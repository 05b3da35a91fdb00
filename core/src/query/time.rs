/*
 * time.rs
 * Copyright (C) 2026 Chris Burdess
 *
 * This file is part of Mailsift, a filtered mailbox retrieval service.
 *
 * Mailsift is free software: you can redistribute it and/or modify
 * it under the terms of the GNU General Public License as published by
 * the Free Software Foundation, either version 3 of the License, or
 * (at your option) any later version.
 *
 * Mailsift is distributed in the hope that it will be useful,
 * but WITHOUT ANY WARRANTY; without even the implied warranty of
 * MERCHANTABILITY or FITNESS FOR A PARTICULAR PURPOSE.  See the
 * GNU General Public License for more details.
 *
 * You should have received a copy of the GNU General Public License
 * along with Mailsift.  If not, see <http://www.gnu.org/licenses/>.
 */

//! Flexible date/time text to UTC instants, and UTC instants to zone-local IMAP days.

use chrono::{DateTime, Duration, FixedOffset, LocalResult, NaiveDate, NaiveDateTime, TimeZone, Utc};
use chrono_tz::Tz;
use tracing::warn;

use crate::error::{MailsiftError, Result};

/// Accepted forms carrying an explicit offset (a trailing `Z` is rewritten to `+00:00` first).
const OFFSET_FORMATS: &[&str] = &[
    "%Y-%m-%dT%H:%M:%S%.f%z",
    "%Y-%m-%dT%H:%M%z",
    "%Y-%m-%d %H:%M:%S%.f%z",
    "%Y-%m-%d %H:%M%z",
];

/// Accepted forms without an offset; these are read as wall-clock time in the request zone.
const LOCAL_FORMATS: &[&str] = &[
    "%Y-%m-%dT%H:%M:%S%.f",
    "%Y-%m-%dT%H:%M",
    "%Y-%m-%d %H:%M:%S%.f",
    "%Y-%m-%d %H:%M",
];

/// IMAP SEARCH date: two-digit day, English month abbreviation, four-digit year (e.g. 14-Oct-2025).
const IMAP_DAY_FORMAT: &str = "%d-%b-%Y";

/// Interprets user date/time text in one timezone.
#[derive(Debug, Clone)]
pub struct TimeNormalizer {
    zone: Tz,
}

impl TimeNormalizer {
    /// Build for a named zone (IANA identifier). Unknown names fall back to UTC.
    pub fn new(zone_name: &str) -> Self {
        let zone = zone_name.trim().parse::<Tz>().unwrap_or_else(|_| {
            warn!(tz = %zone_name, "unknown timezone identifier; using UTC");
            Tz::UTC
        });
        Self { zone }
    }

    pub fn zone(&self) -> Tz {
        self.zone
    }

    /// Parse `text` to a UTC instant. Empty (or whitespace-only) text is `None`; text in no
    /// recognized form is `InvalidTimestamp`.
    pub fn normalize(&self, text: &str) -> Result<Option<DateTime<Utc>>> {
        let text = text.trim();
        if text.is_empty() {
            return Ok(None);
        }
        self.parse_with_offset(text)
            .or_else(|| self.parse_local(text))
            .map(Some)
            .ok_or_else(|| MailsiftError::InvalidTimestamp(text.to_string()))
    }

    fn parse_with_offset(&self, text: &str) -> Option<DateTime<Utc>> {
        let text = match text.strip_suffix(|c: char| c == 'Z' || c == 'z') {
            Some(head) => format!("{}+00:00", head),
            None => text.to_string(),
        };
        OFFSET_FORMATS
            .iter()
            .find_map(|fmt| DateTime::<FixedOffset>::parse_from_str(&text, fmt).ok())
            .map(|dt| dt.with_timezone(&Utc))
    }

    fn parse_local(&self, text: &str) -> Option<DateTime<Utc>> {
        let naive = LOCAL_FORMATS
            .iter()
            .find_map(|fmt| NaiveDateTime::parse_from_str(text, fmt).ok())
            .or_else(|| {
                NaiveDate::parse_from_str(text, "%Y-%m-%d")
                    .ok()
                    .and_then(|d| d.and_hms_opt(0, 0, 0))
            })?;
        self.attach_zone(naive)
    }

    /// Wall-clock time in the request zone to UTC. Ambiguous times (clocks going back) take the
    /// earlier instant; times inside a gap (clocks going forward) use the offset in force
    /// before the transition.
    fn attach_zone(&self, naive: NaiveDateTime) -> Option<DateTime<Utc>> {
        match self.zone.from_local_datetime(&naive) {
            LocalResult::Single(dt) => Some(dt.with_timezone(&Utc)),
            LocalResult::Ambiguous(earliest, _) => Some(earliest.with_timezone(&Utc)),
            LocalResult::None => {
                let before = naive - Duration::hours(3);
                self.zone
                    .from_local_datetime(&before)
                    .earliest()
                    .map(|dt| dt.with_timezone(&Utc) + Duration::hours(3))
            }
        }
    }

    /// The calendar day containing `instant` in the request zone, in IMAP SEARCH form.
    pub fn imap_day(&self, instant: DateTime<Utc>) -> String {
        instant.with_timezone(&self.zone).format(IMAP_DAY_FORMAT).to_string()
    }
}

/// Optional UTC bounds of a request. An inverted range is allowed and simply matches nothing.
#[derive(Debug, Clone, Copy, Default, PartialEq, Eq)]
pub struct TimeRange {
    pub start: Option<DateTime<Utc>>,
    pub end: Option<DateTime<Utc>>,
}

impl TimeRange {
    /// Normalize both bounds; the first malformed one aborts with `InvalidTimestamp`.
    pub fn resolve(start: Option<&str>, end: Option<&str>, normalizer: &TimeNormalizer) -> Result<Self> {
        Ok(Self {
            start: start.map(|s| normalizer.normalize(s)).transpose()?.flatten(),
            end: end.map(|s| normalizer.normalize(s)).transpose()?.flatten(),
        })
    }

    pub fn is_bounded(&self) -> bool {
        self.start.is_some() || self.end.is_some()
    }
}

#[cfg(test)]
mod tests {
    use super::*;

    fn utc(s: &str) -> DateTime<Utc> {
        DateTime::parse_from_rfc3339(s).unwrap().with_timezone(&Utc)
    }

    #[test]
    fn explicit_offsets_are_trusted() {
        let n = TimeNormalizer::new("Asia/Jakarta");
        assert_eq!(n.normalize("2025-10-14T13:45:10+07:00").unwrap(), Some(utc("2025-10-14T06:45:10Z")));
        assert_eq!(n.normalize("2025-10-14T13:45:10Z").unwrap(), Some(utc("2025-10-14T13:45:10Z")));
        assert_eq!(n.normalize("2025-10-14 13:45-0300").unwrap(), Some(utc("2025-10-14T16:45:00Z")));
        assert_eq!(
            n.normalize("2025-10-14T13:45:10.250+00:00").unwrap(),
            Some(utc("2025-10-14T13:45:10.250Z"))
        );
    }

    #[test]
    fn naive_values_use_request_zone() {
        let n = TimeNormalizer::new("Asia/Jakarta");
        assert_eq!(n.normalize("2025-10-14T13:45:10").unwrap(), Some(utc("2025-10-14T06:45:10Z")));
        assert_eq!(n.normalize("2025-10-14 13:45").unwrap(), Some(utc("2025-10-14T06:45:00Z")));
        assert_eq!(n.normalize(" 2025-10-14 23:59:59 ").unwrap(), Some(utc("2025-10-14T16:59:59Z")));
    }

    #[test]
    fn bare_date_is_local_midnight() {
        let n = TimeNormalizer::new("Asia/Jakarta");
        assert_eq!(n.normalize("2025-10-14").unwrap(), Some(utc("2025-10-13T17:00:00Z")));
        let ny = TimeNormalizer::new("America/New_York");
        assert_eq!(ny.normalize("2025-01-15").unwrap(), Some(utc("2025-01-15T05:00:00Z")));
    }

    #[test]
    fn empty_is_none_and_garbage_is_error() {
        let n = TimeNormalizer::new("UTC");
        assert_eq!(n.normalize("").unwrap(), None);
        assert_eq!(n.normalize("   ").unwrap(), None);
        for _ in 0..2 {
            assert!(matches!(n.normalize("14/10/2025"), Err(MailsiftError::InvalidTimestamp(_))));
        }
        assert!(n.normalize("2025-13-01").is_err());
    }

    #[test]
    fn unknown_zone_falls_back_to_utc() {
        let n = TimeNormalizer::new("Mars/Olympus_Mons");
        assert_eq!(n.zone(), Tz::UTC);
        assert_eq!(n.normalize("2025-10-14").unwrap(), Some(utc("2025-10-14T00:00:00Z")));
    }

    #[test]
    fn dst_edges() {
        let ny = TimeNormalizer::new("America/New_York");
        // 2025-11-02 01:30 happens twice; the EDT reading comes first.
        assert_eq!(ny.normalize("2025-11-02 01:30").unwrap(), Some(utc("2025-11-02T05:30:00Z")));
        // 2025-03-09 02:30 does not exist; read with the EST offset.
        assert_eq!(ny.normalize("2025-03-09 02:30").unwrap(), Some(utc("2025-03-09T07:30:00Z")));
    }

    #[test]
    fn imap_day_uses_local_calendar() {
        let n = TimeNormalizer::new("Asia/Jakarta");
        assert_eq!(n.imap_day(utc("2025-10-13T17:00:00Z")), "14-Oct-2025");
        assert_eq!(n.imap_day(utc("2025-10-13T16:59:59Z")), "13-Oct-2025");
        assert_eq!(n.imap_day(utc("2025-03-05T00:00:00Z")), "05-Mar-2025");
    }

    #[test]
    fn range_resolution() {
        let n = TimeNormalizer::new("UTC");
        let range = TimeRange::resolve(Some("2025-10-14"), None, &n).unwrap();
        assert!(range.is_bounded());
        assert_eq!(range.end, None);
        assert!(!TimeRange::resolve(Some(""), None, &n).unwrap().is_bounded());
        assert!(TimeRange::resolve(None, Some("soon"), &n).is_err());
    }
}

- [EXERCISE REQUIREMENTS]: Please report every line of the records above that contains the word "version".

- [WRITTEN RESPONSE]:
 * the Free Software Foundation, either version 3 of the License, or
 * (at your option) any later version.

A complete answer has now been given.